* Records shown *
use thiserror::Error;

#[derive(Debug, Error)]
pub enum RegistryError {
    #[error("protocol {0} is not registered")]
    NotFound(String),
    #[error("protocol {0} is registered more than once")]
    Duplicate(String),
    #[error("entry uri {uri} does not match definition protocol {protocol}")]
    UriMismatch { uri: String, protocol: String },
}

/// Failures of a reconciliation run.
///
/// Only the two local variants are ever returned from a run; replication
/// failures are collected in the report and logged.
#[derive(Debug, Error)]
pub enum ReconcileError {
    #[error("querying installed protocols failed")]
    LocalQueryFailed(#[source] anyhow::Error),
    #[error("configuring protocol {protocol} failed")]
    LocalConfigureFailed {
        protocol: String,
        #[source]
        source: anyhow::Error,
    },
    #[error("replicating protocol {protocol} to {target} failed")]
    ReplicationFailed {
        protocol: String,
        target: String,
        #[source]
        source: anyhow::Error,
    },
}

#[derive(Debug, Error, Clone, Copy, PartialEq, Eq)]
pub enum PinError {
    #[error("PIN request was cancelled")]
    Cancelled,
    #[error("a PIN request is already pending")]
    AlreadyPending,
    #[error("no PIN was submitted in time")]
    TimedOut,
}

#[derive(Debug, Error)]
pub enum PairingError {
    #[error("input does not contain a DID or a wallet URL")]
    InvalidInput,
    #[error("wallet {0} is not one of the discovered wallets")]
    UnknownWallet(String),
    #[error("no pairing session is active")]
    NoActiveSession,
    #[error("no PIN is being requested")]
    NoPendingPin,
    #[error("PIN must not be empty")]
    EmptyPin,
    #[error("popup window could not be opened")]
    PopupBlocked(#[source] anyhow::Error),
    #[error("creating a new DID failed")]
    IdentityCreationFailed(#[source] anyhow::Error),
    #[error("pairing with the wallet failed")]
    PairingFailed(#[source] anyhow::Error),
    #[error("{0} timed out")]
    Timeout(&'static str),
}

#[derive(Debug, Error)]
pub enum ConfigError {
    #[error("config is not valid TOML")]
    Parse(#[from] toml::de::Error),
    #[error("invalid config value for {key}: {reason}")]
    Invalid { key: &'static str, reason: String },
}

* Directions for this task *
With "from" as the string to match, show every line of the entries above that has it.

* Task answer *
/// Only the two local variants are ever returned from a run; replication
    Parse(#[from] toml::de::Error),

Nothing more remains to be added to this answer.